Don't pay so you can read it. Pay so everyone can!

Don't pay so you can read it.
Pay so everyone can!

Do a soldier’s orders trump a lawyer’s public duty? David McBride sentencing reserved

by Michael West | May 6, 2024 | Comment & Analysis, Latest Posts

A judge has reserved sentencing for Afghan war crimes whistleblower David McBride for a week as Defence lawyers petitioned for jail time.

Does an army lawyer have a duty to simply obey orders or a higher duty to justice and the public interest? Afghan war crimes whistleblower David McBride says the latter. That’s why, he says, he leaked sensitive information to the media about the carriage of legal affairs in the Defence Forces.

The leaks led to ABC’s Afghan files story, and the Brereton Inquiry later found that 39 Afghans were illegally killed during the war. These have never been prosecuted, and the Army command has not taken responsibility. Rather, McBride, the whistleblower, has been prosecuted. 

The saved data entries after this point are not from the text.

//! rawprogram / patch XML handling.
//!
//! Factory firmware packages describe a flash job as `rawprogramN.xml`
//! (which image goes to which sectors) plus `patchN.xml` (in-place fixups
//! the loader applies afterwards, mostly GPT CRC rewrites). Start sectors
//! and patch values may be loader-side formulas like `NUM_DISK_SECTORS-5.`
//! and are carried verbatim, never evaluated on the host.

use tracing::warn;

use crate::partition::PartitionInfo;
use crate::protocol::scan_elements;

/// Fallback when neither the XML nor the device supplied a sector size.
pub const DEFAULT_SECTOR_SIZE: u32 = 4096;

/// One `<program>` element.
#[derive(Debug, Clone, PartialEq, Eq)]
pub struct ProgramEntry {
    pub label: String,
    /// Image file to flash, empty for bare layout entries.
    pub file_name: String,
    /// Verbatim start sector, possibly symbolic.
    pub start_sector: String,
    pub num_sectors: u64,
    /// Physical partition number, verbatim.
    pub lun: String,
    pub sector_size: u32,
    /// Sectors to skip at the start of the image file.
    pub file_sector_offset: u64,
    pub sparse: bool,
}

impl ProgramEntry {
    pub fn size_bytes(&self) -> u64 {
        self.num_sectors * u64::from(self.sector_size)
    }

    pub fn to_partition_info(&self) -> PartitionInfo {
        PartitionInfo {
            lun: self.lun.parse().unwrap_or(0),
            name: self.label.clone(),
            start_lba: self.start_sector.parse().unwrap_or(0),
            start_sector: self.start_sector.clone(),
            sectors: self.num_sectors,
            sector_size: self.sector_size,
            file_name: self.file_name.clone(),
        }
    }
}

/// One `<patch>` element. `value` may itself be a formula such as
/// `CRC32(2,92)` and is forwarded untouched.
#[derive(Debug, Clone, PartialEq, Eq)]
pub struct PatchEntry {
    pub start_sector: String,
    pub byte_offset: u64,
    pub value: String,
    pub size_in_bytes: u32,
    pub lun: String,
}

/// Parse a rawprogram XML document.
///
/// Unknown or malformed numeric attributes degrade to their documented
/// defaults instead of failing the whole file; factory XMLs are messy.
/// `device_sector_size` fills in when `SECTOR_SIZE_IN_BYTES` is absent.
pub fn parse_program_xml(content: &str, device_sector_size: Option<u32>) -> Vec<ProgramEntry> {
    let mut entries = Vec::new();
    for elem in scan_elements(content) {
        if !elem.name.eq_ignore_ascii_case("program") {
            continue;
        }

        let sector_size = elem
            .attr("SECTOR_SIZE_IN_BYTES")
            .and_then(|v| v.parse::<u32>().ok())
            .filter(|&ss| ss > 0)
            .or(device_sector_size.filter(|&ss| ss > 0))
            .unwrap_or(DEFAULT_SECTOR_SIZE);

        let start_sector = match elem.attr("start_sector") {
            Some(v) => v.to_string(),
            // Older XMLs spell the position in bytes.
            None => elem
                .attr("start_byte_hex")
                .and_then(|v| parse_hex(v))
                .map(|bytes| (bytes / u64::from(sector_size)).to_string())
                .unwrap_or_else(|| "0".to_string()),
        };

        let num_sectors = match elem
            .attr("num_partition_sectors")
            .and_then(|v| v.parse::<u64>().ok())
        {
            Some(n) => n,
            None => elem
                .attr("size_in_KB")
                .and_then(|v| v.parse::<f64>().ok())
                .map(|kb| (kb * 1024.0 / f64::from(sector_size)) as u64)
                .unwrap_or(0),
        };

        entries.push(ProgramEntry {
            label: elem.attr("label").unwrap_or_default().to_string(),
            file_name: elem.attr("filename").unwrap_or_default().to_string(),
            start_sector,
            num_sectors,
            lun: elem
                .attr("physical_partition_number")
                .unwrap_or("0")
                .to_string(),
            sector_size,
            file_sector_offset: elem
                .attr("file_sector_offset")
                .and_then(|v| v.parse().ok())
                .unwrap_or(0),
            sparse: elem
                .attr("sparse")
                .is_some_and(|v| v.eq_ignore_ascii_case("true")),
        });
    }
    entries
}

/// Parse a patch XML document. Works on full documents and on bare stacks of
/// `<patch />` elements alike, since the scanner has no root-node notion.
pub fn parse_patch_xml(content: &str) -> Vec<PatchEntry> {
    let mut entries = Vec::new();
    for elem in scan_elements(content) {
        if !elem.name.eq_ignore_ascii_case("patch") {
            continue;
        }
        let byte_offset = match elem.attr("byte_offset").unwrap_or("0").parse() {
            Ok(v) => v,
            Err(_) => {
                warn!(
                    sector = elem.attr("start_sector").unwrap_or(""),
                    "Skipping patch with unparseable byte_offset"
                );
                continue;
            }
        };
        entries.push(PatchEntry {
            start_sector: elem.attr("start_sector").unwrap_or("0").to_string(),
            byte_offset,
            value: elem.attr("value").unwrap_or_default().to_string(),
            size_in_bytes: elem
                .attr("size_in_bytes")
                .and_then(|v| v.parse().ok())
                .unwrap_or(4),
            lun: elem
                .attr("physical_partition_number")
                .unwrap_or("0")
                .to_string(),
        });
    }
    entries
}

/// Render a partition list back into rawprogram form, e.g. after reading a
/// device's GPT, so the layout can be re-flashed later.
pub fn generate_program_xml(partitions: &[PartitionInfo]) -> String {
    let mut out = String::from("<?xml version=\"1.0\" ?>\n<data>\n");
    for p in partitions {
        let start_sector = if p.start_sector.is_empty() {
            p.start_lba.to_string()
        } else {
            p.start_sector.clone()
        };
        out.push_str(&format!(
            "  <program SECTOR_SIZE_IN_BYTES=\"{}\" file_sector_offset=\"0\" filename=\"{}\" \
             label=\"{}\" num_partition_sectors=\"{}\" physical_partition_number=\"{}\" \
             size_in_KB=\"{}\" sparse=\"false\" start_byte_hex=\"0x{:X}\" start_sector=\"{}\" />\n",
            p.sector_size,
            p.file_name,
            p.name,
            p.sectors,
            p.lun,
            p.size_kb(),
            p.start_lba * u64::from(p.sector_size),
            start_sector,
        ));
    }
    out.push_str("</data>\n");
    out
}

fn parse_hex(value: &str) -> Option<u64> {
    let trimmed = value.trim();
    let digits = trimmed
        .strip_prefix("0x")
        .or_else(|| trimmed.strip_prefix("0X"))
        .unwrap_or(trimmed);
    u64::from_str_radix(digits, 16).ok()
}

#[cfg(test)]
mod tests {
    use super::*;

    #[test]
    fn test_parse_basic_program() {
        let xml = r#"<?xml version="1.0" ?>
<data>
  <program SECTOR_SIZE_IN_BYTES="4096" filename="xbl.elf" label="xbl"
           num_partition_sectors="1024" physical_partition_number="1"
           start_sector="6" file_sector_offset="0" sparse="false" />
</data>"#;
        let entries = parse_program_xml(xml, None);
        assert_eq!(entries.len(), 1);
        let e = &entries[0];
        assert_eq!(e.label, "xbl");
        assert_eq!(e.file_name, "xbl.elf");
        assert_eq!(e.start_sector, "6");
        assert_eq!(e.num_sectors, 1024);
        assert_eq!(e.lun, "1");
        assert_eq!(e.sector_size, 4096);
        assert!(!e.sparse);
    }

    #[test]
    fn test_symbolic_start_sector_kept_verbatim() {
        let xml = r#"<data><program label="gptbackup" filename="gpt_backup0.bin"
            num_partition_sectors="5" start_sector="NUM_DISK_SECTORS-5." /></data>"#;
        let entries = parse_program_xml(xml, Some(512));
        assert_eq!(entries[0].start_sector, "NUM_DISK_SECTORS-5.");
        assert_eq!(entries[0].sector_size, 512);
        assert_eq!(entries[0].to_partition_info().start_lba, 0);
    }

    #[test]
    fn test_start_byte_hex_and_size_kb_fallbacks() {
        let xml = r#"<data><program SECTOR_SIZE_IN_BYTES="512" label="sbl"
            start_byte_hex="0x4000" size_in_KB="64.0" /></data>"#;
        let e = &parse_program_xml(xml, None)[0];
        assert_eq!(e.start_sector, "32"); // 0x4000 / 512
        assert_eq!(e.num_sectors, 128); // 64 KiB / 512
    }

    #[test]
    fn test_sector_size_defaults() {
        let xml = r#"<data><program label="a" start_sector="0" num_partition_sectors="1" /></data>"#;
        assert_eq!(parse_program_xml(xml, Some(512))[0].sector_size, 512);
        assert_eq!(parse_program_xml(xml, None)[0].sector_size, DEFAULT_SECTOR_SIZE);
    }

    #[test]
    fn test_entries_without_filename_kept() {
        // Layout-only rows still matter for partition table display.
        let xml = r#"<data><program label="last_parti" start_sector="0"
            num_partition_sectors="0" /></data>"#;
        assert_eq!(parse_program_xml(xml, None).len(), 1);
    }

    #[test]
    fn test_parse_patch_document_and_bare_stack() {
        let doc = r#"<?xml version="1.0" ?><patches>
  <patch SECTOR_SIZE_IN_BYTES="512" byte_offset="88" filename="DISK"
         physical_partition_number="0" size_in_bytes="4"
         start_sector="NUM_DISK_SECTORS-1." value="CRC32(NUM_DISK_SECTORS-33.,4096)" />
</patches>"#;
        let entries = parse_patch_xml(doc);
        assert_eq!(entries.len(), 1);
        assert_eq!(entries[0].byte_offset, 88);
        assert_eq!(entries[0].value, "CRC32(NUM_DISK_SECTORS-33.,4096)");
        assert_eq!(entries[0].start_sector, "NUM_DISK_SECTORS-1.");

        let bare = r#"<patch byte_offset="16" start_sector="2" value="0" />"#;
        assert_eq!(parse_patch_xml(bare).len(), 1);
    }

    #[test]
    fn test_generate_round_trips_through_parser() {
        let parts = vec![PartitionInfo {
            lun: 0,
            name: "boot".into(),
            start_lba: 2048,
            start_sector: "2048".into(),
            sectors: 8192,
            sector_size: 512,
            file_name: "boot.img".into(),
        }];
        let xml = generate_program_xml(&parts);
        let entries = parse_program_xml(&xml, None);
        assert_eq!(entries.len(), 1);
        assert_eq!(entries[0].label, "boot");
        assert_eq!(entries[0].file_name, "boot.img");
        assert_eq!(entries[0].start_sector, "2048");
        assert_eq!(entries[0].num_sectors, 8192);
    }
}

But David McBride was never given the chance to argue his case as Justice David Mossop of the Supreme Court of the ACT struck out McBride’s public interest defence late last year, McBride suddenly had no case to present and was compelled to plead guilty, and today the SAS lawyer faced sentencing and potentially decades in prison for leaking sensitive military documents to the media.

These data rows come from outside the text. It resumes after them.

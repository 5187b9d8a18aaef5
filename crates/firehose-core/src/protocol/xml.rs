//! Firehose XML command construction and response scanning.
//!
//! The Firehose dialect is flat: every frame is `<?xml ...?><data>` wrapping
//! one or more attribute-only elements (`<response .../>`, `<log .../>`,
//! `<configure .../>`, ...). There is no nesting and no text content, so the
//! frames are built and scanned directly rather than through a full XML
//! library.

use std::fmt::Display;

/// Builder for one outgoing Firehose command frame.
///
/// ```
/// use firehose_core::protocol::xml::CommandBuilder;
///
/// let xml = CommandBuilder::new("power").attr("value", "reset").build();
/// assert_eq!(xml, "<?xml version=\"1.0\" ?><data><power value=\"reset\" /></data>");
/// ```
#[derive(Debug, Clone)]
pub struct CommandBuilder {
    name: &'static str,
    attrs: Vec<(String, String)>,
}

impl CommandBuilder {
    pub fn new(name: &'static str) -> Self {
        Self {
            name,
            attrs: Vec::new(),
        }
    }

    /// Append an attribute. Order is preserved; some loaders are picky about it.
    pub fn attr(mut self, name: &str, value: impl Display) -> Self {
        self.attrs.push((name.to_string(), value.to_string()));
        self
    }

    pub fn build(self) -> String {
        let mut out = String::from("<?xml version=\"1.0\" ?><data><");
        out.push_str(self.name);
        for (name, value) in &self.attrs {
            out.push(' ');
            out.push_str(name);
            out.push_str("=\"");
            out.push_str(value);
            out.push('"');
        }
        out.push_str(" /></data>");
        out
    }
}

/// One scanned element: tag name plus attributes in document order.
#[derive(Debug, Clone, PartialEq, Eq)]
pub struct Element {
    pub name: String,
    pub attrs: Vec<(String, String)>,
}

impl Element {
    /// Case-insensitive attribute lookup.
    pub fn attr(&self, name: &str) -> Option<&str> {
        self.attrs
            .iter()
            .find(|(n, _)| n.eq_ignore_ascii_case(name))
            .map(|(_, v)| v.as_str())
    }
}

/// Scan every element in a packet, tolerating device log noise before the
/// `<data` tag and junk between elements. The `<?xml?>` declaration and
/// closing tags are skipped.
pub fn scan_elements(packet: &str) -> Vec<Element> {
    let bytes = packet.as_bytes();
    let mut elements = Vec::new();
    let mut pos = 0;

    while let Some(open) = find_byte(bytes, pos, b'<') {
        pos = open + 1;
        if pos >= bytes.len() {
            break;
        }
        // Skip declarations and closing tags.
        if bytes[pos] == b'?' || bytes[pos] == b'/' || bytes[pos] == b'!' {
            continue;
        }

        let name_start = pos;
        while pos < bytes.len() && is_name_byte(bytes[pos]) {
            pos += 1;
        }
        if pos == name_start {
            continue;
        }
        let name = packet[name_start..pos].to_string();

        let mut attrs = Vec::new();
        loop {
            while pos < bytes.len() && bytes[pos].is_ascii_whitespace() {
                pos += 1;
            }
            if pos >= bytes.len() || bytes[pos] == b'>' || bytes[pos] == b'/' {
                // Advance past the tag end so the next scan starts cleanly.
                if let Some(end) = find_byte(bytes, pos, b'>') {
                    pos = end + 1;
                }
                break;
            }

            let attr_start = pos;
            while pos < bytes.len() && is_name_byte(bytes[pos]) {
                pos += 1;
            }
            if pos == attr_start {
                pos += 1;
                continue;
            }
            let attr_name = packet[attr_start..pos].to_string();

            while pos < bytes.len() && bytes[pos].is_ascii_whitespace() {
                pos += 1;
            }
            if pos >= bytes.len() || bytes[pos] != b'=' {
                continue;
            }
            pos += 1;
            while pos < bytes.len() && bytes[pos].is_ascii_whitespace() {
                pos += 1;
            }
            if pos >= bytes.len() || (bytes[pos] != b'"' && bytes[pos] != b'\'') {
                continue;
            }
            let quote = bytes[pos];
            pos += 1;
            let val_start = pos;
            while pos < bytes.len() && bytes[pos] != quote {
                pos += 1;
            }
            if pos >= bytes.len() {
                break;
            }
            attrs.push((attr_name, packet[val_start..pos].to_string()));
            pos += 1;
        }

        elements.push(Element { name, attrs });
    }

    elements
}

fn find_byte(haystack: &[u8], from: usize, needle: u8) -> Option<usize> {
    haystack[from.min(haystack.len())..]
        .iter()
        .position(|&b| b == needle)
        .map(|i| i + from)
}

fn is_name_byte(b: u8) -> bool {
    b.is_ascii_alphanumeric() || b == b'_' || b == b'-' || b == b':'
}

Sentencing has been reserved till next Tuesday morning, May 14.

Ironically, although the public interest case was not heard in last year’s proceedings, it was aired today incidentally as sentencing arguments go to character and motivation. 

McBride’s defence barrister, Stephen Odgers, presented the Court with character references as to the integrity of his client, his honour and good intentions. He also said that McBride was suffering from PTSD and mental health issues at the time the material was leaked to the media. 

These had affected his judgement, said Odgers, however it did not affect the fact that McBride – although accepting his breach of trust to Army command in leaking the documents – always believed he was doing the right thing.

The Crown argued that the breach of trust of sensitive military information was egregious and that McBride’s leaks presented substantial risks to the military engagement. 

An appeal likely if McBride sentenced to jail

If there is a custodial sentence, sources told MWM the defence is likely to appeal on grounds that Justice Mossop’s decision to strike out of McBride’s public interest defence was too narrow, that army lawyers had a duty to the court and the public interest, not just to obey orders if they considered the orders were wrong.

The Court heard that McBride spent years going through the appropriate channels before going to the press, including the Inspector General of the ADF, but felt soldiers were being unfairly treated and that the Army command was more interested in PR than proper legal process.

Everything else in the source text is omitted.